Here's Pliny the Elder in full, Loeb translation (I'm including quite a bit more surrounding context than is relevant, just to make clear that this is everything relevant):
Moreover sheep, cattle, and draft animals are encouraged to pasture in particular by salt; the supply of milk is much more copious, and there is even a far more pleasing quality in the cheese. Therefore, Heaven knows, a civilized life is impossible without salt, and so necessary is this basic substance that its name is applied metaphorically even to intense mental pleasures. We call them sales (wit); all the humour of life, its supreme joyousness, and relaxation after toil, are expressed by this word more than by any other.
It has a place in magistracies also and on service abroad, from which comes the term "salary" (salt money); it had great importance among the men of old, as is clear from the name of the Salarian Way, since by it, according to agreement, salt was imported to the Sabines. King Ancus Marcius gave a largess to the people of 6,000 bushels of salt...

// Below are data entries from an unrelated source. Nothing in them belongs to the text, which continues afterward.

//! Response stream construction
//!
//! Converts one batched, variable-length generation result into an ordered
//! sequence of per-step frames. Frame `i` carries, for every request that
//! produced output at step `i`, either the token generated at that step or
//! the stop sentinel at the position immediately after the request's last
//! token.

use super::types::{RequestId, TokenId};
use crate::pipeline::StepOutput;
use serde::Serialize;
use std::collections::HashMap;

/// One request's contribution to a single frame: a generated token, or the
/// stop sentinel closing its stream.
#[derive(Debug, Clone, PartialEq, Eq, Serialize)]
pub enum StreamDelta {
    Token(TokenId),
    Stop,
}

impl StreamDelta {
    pub fn is_stop(&self) -> bool {
        matches!(self, StreamDelta::Stop)
    }
}

/// One generation step's worth of output across the whole batch.
pub type ResponseFrame = HashMap<RequestId, StreamDelta>;

/// Build the ordered frame sequence for one tick's results.
///
/// The sequence length is the maximum over requests of tokens produced,
/// plus one for each request that terminated (its stop sentinel occupies
/// the frame after its last token). A request that continues next tick is
/// absent from frames beyond its own output. Returns an empty sequence for
/// empty results; the caller emits nothing in that case.
pub fn build_stream(results: &HashMap<RequestId, StepOutput>) -> Vec<ResponseFrame> {
    let mut frames: Vec<ResponseFrame> = Vec::new();

    for (request_id, output) in results {
        let needed = output.tokens.len() + usize::from(output.finished);
        while frames.len() < needed {
            frames.push(ResponseFrame::new());
        }

        for (step, &token) in output.tokens.iter().enumerate() {
            frames[step].insert(request_id.clone(), StreamDelta::Token(token));
        }

        if output.finished {
            frames[output.tokens.len()].insert(request_id.clone(), StreamDelta::Stop);
        }
    }

    frames
}
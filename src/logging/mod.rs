//! Logging configuration and initialization
//!
//! Centralized `tracing` setup. Console output is human-readable or JSON;
//! an optional file sink always receives JSON for log aggregation.
//!
//! # Environment Variables
//!
//! - `RUST_LOG`: standard tracing filter (e.g. "info", "decodeforge=debug")
//! - `DECODEFORGE_LOG_LEVEL`: simple level (error, warn, info, debug, trace)
//! - `DECODEFORGE_LOG_FORMAT`: "human" or "json"
//! - `DECODEFORGE_LOG_FILE`: optional file path for JSON log output

use once_cell::sync::OnceCell;
use std::path::PathBuf;
use thiserror::Error;
use tracing_subscriber::{
    fmt, layer::SubscriberExt, util::SubscriberInitExt, EnvFilter, Layer,
};

static TRACING_INITIALIZED: OnceCell<()> = OnceCell::new();

const LOG_LEVEL_ENV: &str = "DECODEFORGE_LOG_LEVEL";
const LOG_FORMAT_ENV: &str = "DECODEFORGE_LOG_FORMAT";
const LOG_FILE_ENV: &str = "DECODEFORGE_LOG_FILE";

/// Errors that can occur during logging initialization
#[derive(Debug, Error)]
pub enum LoggingError {
    #[error("invalid log filter: {0}")]
    InvalidFilter(String),

    #[error("failed to create log directory: {0}")]
    DirectoryCreationFailed(String),

    #[error("failed to open log file: {0}")]
    FileOpenFailed(String),
}

/// Log level enumeration
#[derive(Debug, Clone, Copy, PartialEq, Eq, Default)]
pub enum LogLevel {
    Error,
    Warn,
    #[default]
    Info,
    Debug,
    Trace,
}

impl LogLevel {
    pub fn parse(s: &str) -> Option<Self> {
        match s.to_lowercase().as_str() {
            "error" => Some(LogLevel::Error),
            "warn" | "warning" => Some(LogLevel::Warn),
            "info" => Some(LogLevel::Info),
            "debug" => Some(LogLevel::Debug),
            "trace" => Some(LogLevel::Trace),
            _ => None,
        }
    }

    pub fn as_filter_str(&self) -> &'static str {
        match self {
            LogLevel::Error => "error",
            LogLevel::Warn => "warn",
            LogLevel::Info => "info",
            LogLevel::Debug => "debug",
            LogLevel::Trace => "trace",
        }
    }
}

/// Console output format
#[derive(Debug, Clone, Copy, PartialEq, Eq, Default)]
pub enum LogFormat {
    #[default]
    Human,
    Json,
}

impl LogFormat {
    pub fn parse(s: &str) -> Option<Self> {
        match s.to_lowercase().as_str() {
            "human" | "pretty" | "console" => Some(LogFormat::Human),
            "json" | "structured" => Some(LogFormat::Json),
            _ => None,
        }
    }
}

/// Logging configuration
#[derive(Debug, Clone, Default)]
pub struct LoggingConfig {
    pub level: LogLevel,
    pub format: LogFormat,
    pub log_file: Option<PathBuf>,
}

impl LoggingConfig {
    pub fn new() -> Self {
        Self::default()
    }

    pub fn with_level(mut self, level: LogLevel) -> Self {
        self.level = level;
        self
    }

    pub fn with_format(mut self, format: LogFormat) -> Self {
        self.format = format;
        self
    }

    pub fn with_log_file(mut self, path: PathBuf) -> Self {
        self.log_file = Some(path);
        self
    }

    fn from_env() -> Self {
        LoggingConfig {
            level: std::env::var(LOG_LEVEL_ENV)
                .ok()
                .and_then(|s| LogLevel::parse(&s))
                .unwrap_or_default(),
            format: std::env::var(LOG_FORMAT_ENV)
                .ok()
                .and_then(|s| LogFormat::parse(&s))
                .unwrap_or_default(),
            log_file: std::env::var(LOG_FILE_ENV).ok().map(PathBuf::from),
        }
    }
}

/// Initialize logging from environment variables with defaults.
///
/// Idempotent: only the first call installs a subscriber.
pub fn init_logging_default() {
    init_with_config(&LoggingConfig::from_env());
}

/// Initialize logging with a custom configuration. Idempotent.
pub fn init_with_config(config: &LoggingConfig) {
    TRACING_INITIALIZED.get_or_init(|| {
        let _ = try_init(config);
    });
}

fn try_init(config: &LoggingConfig) -> Result<(), LoggingError> {
    let env_filter = build_env_filter(config.level)?;

    let console = match config.format {
        LogFormat::Human => fmt::layer().with_target(true).boxed(),
        LogFormat::Json => fmt::layer().json().with_target(false).boxed(),
    };

    let file_layer = match &config.log_file {
        Some(path) => Some(open_file_layer(path)?),
        None => None,
    };

    tracing_subscriber::registry()
        .with(env_filter)
        .with(console)
        .with(file_layer)
        .init();

    Ok(())
}

fn open_file_layer<S>(path: &PathBuf) -> Result<Box<dyn Layer<S> + Send + Sync>, LoggingError>
where
    S: tracing::Subscriber + for<'a> tracing_subscriber::registry::LookupSpan<'a>,
{
    if let Some(parent) = path.parent() {
        std::fs::create_dir_all(parent)
            .map_err(|e| LoggingError::DirectoryCreationFailed(e.to_string()))?;
    }
    let file = std::fs::OpenOptions::new()
        .create(true)
        .append(true)
        .open(path)
        .map_err(|e| LoggingError::FileOpenFailed(e.to_string()))?;

    Ok(fmt::layer()
        .json()
        .with_writer(std::sync::Arc::new(file))
        .with_ansi(false)
        .boxed())
}

/// `RUST_LOG` wins over `DECODEFORGE_LOG_LEVEL`, which wins over the
/// configured default.
fn build_env_filter(default_level: LogLevel) -> Result<EnvFilter, LoggingError> {
    if let Ok(rust_log) = std::env::var("RUST_LOG") {
        return EnvFilter::try_new(rust_log).map_err(|e| LoggingError::InvalidFilter(e.to_string()));
    }
    if let Ok(level) = std::env::var(LOG_LEVEL_ENV) {
        if let Some(level) = LogLevel::parse(&level) {
            return Ok(EnvFilter::new(level.as_filter_str()));
        }
    }
    Ok(EnvFilter::new(default_level.as_filter_str()))
}

/// Check if tracing has been initialized
pub fn is_initialized() -> bool {
    TRACING_INITIALIZED.get().is_some()
}
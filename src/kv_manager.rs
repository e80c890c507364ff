//! KV-cache manager boundary
//!
//! The paging data structure lives outside the scheduler. The scheduler
//! only registers slot claims and asks for bounded-lookahead page
//! reservations; a refused reservation is the capacity signal that drives
//! preemption, never an error.

use crate::scheduler::{DecodeContext, SlotId};

/// External paged KV-cache manager contract.
///
/// Exactly one scheduler instance issues claims against a given manager
/// instance; the page budget behind it is not otherwise shared.
pub trait PageManager {
    /// Register that `slot` is now owned by a decode request.
    fn external_claim(&mut self, slot: SlotId);

    /// Reserve pages covering `num_steps` further generation steps for this
    /// sequence. Returns `false` when capacity is exhausted.
    fn prefetch(&mut self, context: &DecodeContext, num_steps: usize) -> bool;

    /// Upper bound on any sequence's total length, used to clip per-request
    /// reservation budgets.
    fn max_seq_len(&self) -> usize;
}
//! Non-blocking queue endpoints
//!
//! All cross-process coordination is message-passing; every read the
//! scheduler performs is non-blocking with a tri-state outcome: a value,
//! `Empty` (a normal end-of-drain signal, never a fault), or
//! `Disconnected` (a genuine transport fault — the peer endpoint is gone).

use crate::scheduler::{DecodeContext, RequestId, ResponseFrame};
use thiserror::Error;
use tokio::sync::mpsc::error::TryRecvError;
use tokio::sync::mpsc::{unbounded_channel, UnboundedReceiver, UnboundedSender};

/// Outcome of a failed queue operation.
#[derive(Error, Debug, Clone, Copy, PartialEq, Eq)]
pub enum QueueError {
    /// Nothing available right now. Expected; ends a drain loop.
    #[error("queue empty")]
    Empty,
    /// The peer endpoint was dropped. A real transport fault.
    #[error("queue disconnected")]
    Disconnected,
}

/// Receiving endpoint of an in-process queue.
#[derive(Debug)]
pub struct PullQueue<T> {
    receiver: UnboundedReceiver<T>,
}

impl<T> PullQueue<T> {
    /// Pull the next message without blocking.
    pub fn get_nowait(&mut self) -> Result<T, QueueError> {
        self.receiver.try_recv().map_err(|e| match e {
            TryRecvError::Empty => QueueError::Empty,
            TryRecvError::Disconnected => QueueError::Disconnected,
        })
    }
}

/// Sending endpoint of an in-process queue.
#[derive(Debug, Clone)]
pub struct PushQueue<T> {
    sender: UnboundedSender<T>,
}

impl<T> PushQueue<T> {
    /// Push a message without blocking.
    pub fn put_nowait(&self, value: T) -> Result<(), QueueError> {
        self.sender.send(value).map_err(|_| QueueError::Disconnected)
    }
}

/// Create a connected push/pull endpoint pair.
pub fn queue_pair<T>() -> (PushQueue<T>, PullQueue<T>) {
    let (sender, receiver) = unbounded_channel();
    (PushQueue { sender }, PullQueue { receiver })
}

/// The scheduler's five queue endpoints.
pub struct DecodeQueues {
    /// New arrivals from the frontend, bound for the prefill stage.
    pub request_rx: PullQueue<(RequestId, DecodeContext)>,
    /// Outbound requests toward the prefill scheduler.
    pub prefill_tx: PushQueue<(RequestId, DecodeContext)>,
    /// Requests returning from prefill, ready to decode.
    pub decode_rx: PullQueue<(RequestId, DecodeContext)>,
    /// Outbound ordered frame sequences toward the frontend.
    pub response_tx: PushQueue<Vec<ResponseFrame>>,
    /// Cancel notifications. Declared as an endpoint; the control loop does
    /// not consume it.
    pub cancel_rx: PullQueue<(RequestId, DecodeContext)>,
}

/// The far ends of a scheduler's queues, for the frontend and the prefill
/// worker (or a test harness standing in for them).
pub struct FrontendQueues {
    pub request_tx: PushQueue<(RequestId, DecodeContext)>,
    pub prefill_rx: PullQueue<(RequestId, DecodeContext)>,
    pub decode_tx: PushQueue<(RequestId, DecodeContext)>,
    pub response_rx: PullQueue<Vec<ResponseFrame>>,
    pub cancel_tx: PushQueue<(RequestId, DecodeContext)>,
}

impl DecodeQueues {
    /// Create a fully connected in-process queue set, returning the
    /// scheduler's endpoints and the matching far ends.
    pub fn in_process() -> (DecodeQueues, FrontendQueues) {
        let (request_tx, request_rx) = queue_pair();
        let (prefill_tx, prefill_rx) = queue_pair();
        let (decode_tx, decode_rx) = queue_pair();
        let (response_tx, response_rx) = queue_pair();
        let (cancel_tx, cancel_rx) = queue_pair();

        (
            DecodeQueues {
                request_rx,
                prefill_tx,
                decode_rx,
                response_tx,
                cancel_rx,
            },
            FrontendQueues {
                request_tx,
                prefill_rx,
                decode_tx,
                response_rx,
                cancel_tx,
            },
        )
    }
}

#[cfg(test)]
mod tests {
    use super::*;

    #[test]
    fn test_empty_and_value() {
        let (tx, mut rx) = queue_pair::<u32>();
        assert_eq!(rx.get_nowait(), Err(QueueError::Empty));
        tx.put_nowait(7).unwrap();
        assert_eq!(rx.get_nowait(), Ok(7));
        assert_eq!(rx.get_nowait(), Err(QueueError::Empty));
    }

    #[test]
    fn test_disconnected_is_distinct_from_empty() {
        let (tx, mut rx) = queue_pair::<u32>();
        tx.put_nowait(1).unwrap();
        drop(tx);
        // Buffered messages drain before the fault surfaces.
        assert_eq!(rx.get_nowait(), Ok(1));
        assert_eq!(rx.get_nowait(), Err(QueueError::Disconnected));
    }

    #[test]
    fn test_push_after_receiver_dropped() {
        let (tx, rx) = queue_pair::<u32>();
        drop(rx);
        assert_eq!(tx.put_nowait(1), Err(QueueError::Disconnected));
    }

    #[test]
    fn test_fifo_order() {
        let (tx, mut rx) = queue_pair::<u32>();
        for i in 0..5 {
            tx.put_nowait(i).unwrap();
        }
        for i in 0..5 {
            assert_eq!(rx.get_nowait(), Ok(i));
        }
    }

    #[test]
    fn test_in_process_wiring() {
        let (mut sched, mut frontend) = DecodeQueues::in_process();

        frontend
            .request_tx
            .put_nowait(("r1".to_string(), DecodeContext::new(3, None)))
            .unwrap();
        let (id, _) = sched.request_rx.get_nowait().unwrap();
        assert_eq!(id, "r1");

        sched
            .prefill_tx
            .put_nowait(("r1".to_string(), DecodeContext::new(3, None)))
            .unwrap();
        assert!(frontend.prefill_rx.get_nowait().is_ok());
    }
}
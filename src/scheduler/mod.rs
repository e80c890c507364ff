//! Decode-stage continuous batching scheduler
//!
//! This module owns the per-tick control loop: admit requests into the
//! active batch while cache slots are free, reserve pages with
//! newest-first preemption under capacity pressure, plan a shared step
//! count, dispatch generation, reclaim terminated requests, and build the
//! ordered response stream.

mod batch;
mod context;
mod planner;
#[allow(clippy::module_inception)]
mod scheduler;
mod slots;
mod stream;
mod types;

pub use batch::{ActiveBatch, PreemptedQueue};
pub use context::DecodeContext;
pub use planner::StepPlanner;
pub use scheduler::DecodeScheduler;
pub use slots::CacheSlotPool;
pub use stream::{build_stream, ResponseFrame, StreamDelta};
pub use types::{RequestId, SchedulerError, SchedulerResult, SlotId, TokenId};
//! Scheduler statistics and monitoring snapshots
//!
//! - [`SchedulerStats`] - monotonic counters accumulated across ticks
//! - [`SchedulerSnapshot`] - point-in-time occupancy for monitoring

use serde::Serialize;

/// Monotonic counters for the scheduler's lifetime.
#[derive(Debug, Clone, Default, Serialize)]
pub struct SchedulerStats {
    /// Full control-loop cycles completed.
    pub ticks: u64,
    /// Requests forwarded to the prefill stage.
    pub forwarded: u64,
    /// Requests admitted into the active batch.
    pub admitted: u64,
    /// Requests evicted to the preempted set under capacity pressure.
    pub preemptions: u64,
    /// Requests that terminated normally and were reclaimed.
    pub completed: u64,
    /// Response frames emitted downstream.
    pub frames_emitted: u64,
}

/// Point-in-time occupancy of the scheduler's bookkeeping, for health
/// endpoints and diagnostics.
#[derive(Debug, Clone, Serialize)]
pub struct SchedulerSnapshot {
    /// Requests currently in the active batch.
    pub active_requests: usize,
    /// Requests waiting in the preempted set.
    pub preempted_requests: usize,
    /// Free KV-cache slots.
    pub free_slots: usize,
    /// Total KV-cache slots.
    pub total_slots: usize,
}

impl SchedulerSnapshot {
    /// Whether the pool accounting balances: every claimed slot belongs to
    /// an active request, and free + claimed covers the whole pool.
    pub fn slots_conserved(&self) -> bool {
        self.free_slots + self.active_requests == self.total_slots
    }
}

It's worth noting here that the glosses, "(wit)" and "(salt money)", are interpolations by the translator; Pliny doesn't gloss salarium at all. We can trace the gloss "salt money" for salarium all the way back to... the 1700s. And we should probably note that there it's conceived of as money that the soldier could use to buy salt, not as money that is made of salt.
So, there is no source relating the word "salary" to the concept of being paid in salt. There is a source relating the word "salary" to the concept of salt, and, if you really want to read into it, to the concept of Roman foreign service.
But there are many more problems with your comment. Pliny's authority as a historian has no relevance to this question. You'd want the opinion of a philologist, and you'd want it to be supported by something, which as you can see Pliny doesn't do.
> his claim about salt (which may simply have been common knowledge at the time) is no reason to doubt him as a historian.
And here you show an amazing ignorance of how reliable common knowledge of the origin of words is. The norm is that it's made up out of whole cloth. You can find gamers right now explaining that "meta" developed from the expression "most effective tactics available" or feminists explaining that "mankind" developed from a sexist preference for males over females. Neither idea has anything to do with reality.
All the amenities, in fact, of life, supreme hilarity, and relaxation from toil, can find no word in our language to characterize them better than this. Even in the very honours, too, that are bestowed upon successful warfare, salt plays its part, and from it, our word "salarium" is derived. That salt was held in high esteem by the ancients, is evident from the Salarian Way, so named from the fact that, by agreement, the Sabini carried all their salt by that road. King Ancus Martius gave six hundred modii of salt as a largess to the people, and was the first to establish salt-works.
The rewards of successful warfare, including salt, bestowed on soldiers. That is payment! King Ancus Martius also used salt as payment.
It's also important to note that prior to the invention of refrigeration, salt was vital as a preservative for meats. Soldiers on the march were perfectly capable of hunting any game they came across but the meat would spoil if they had no salt to preserve it. Giving every soldier a regular salt ration (a form of payment) is an extremely easy way to help them feed themselves.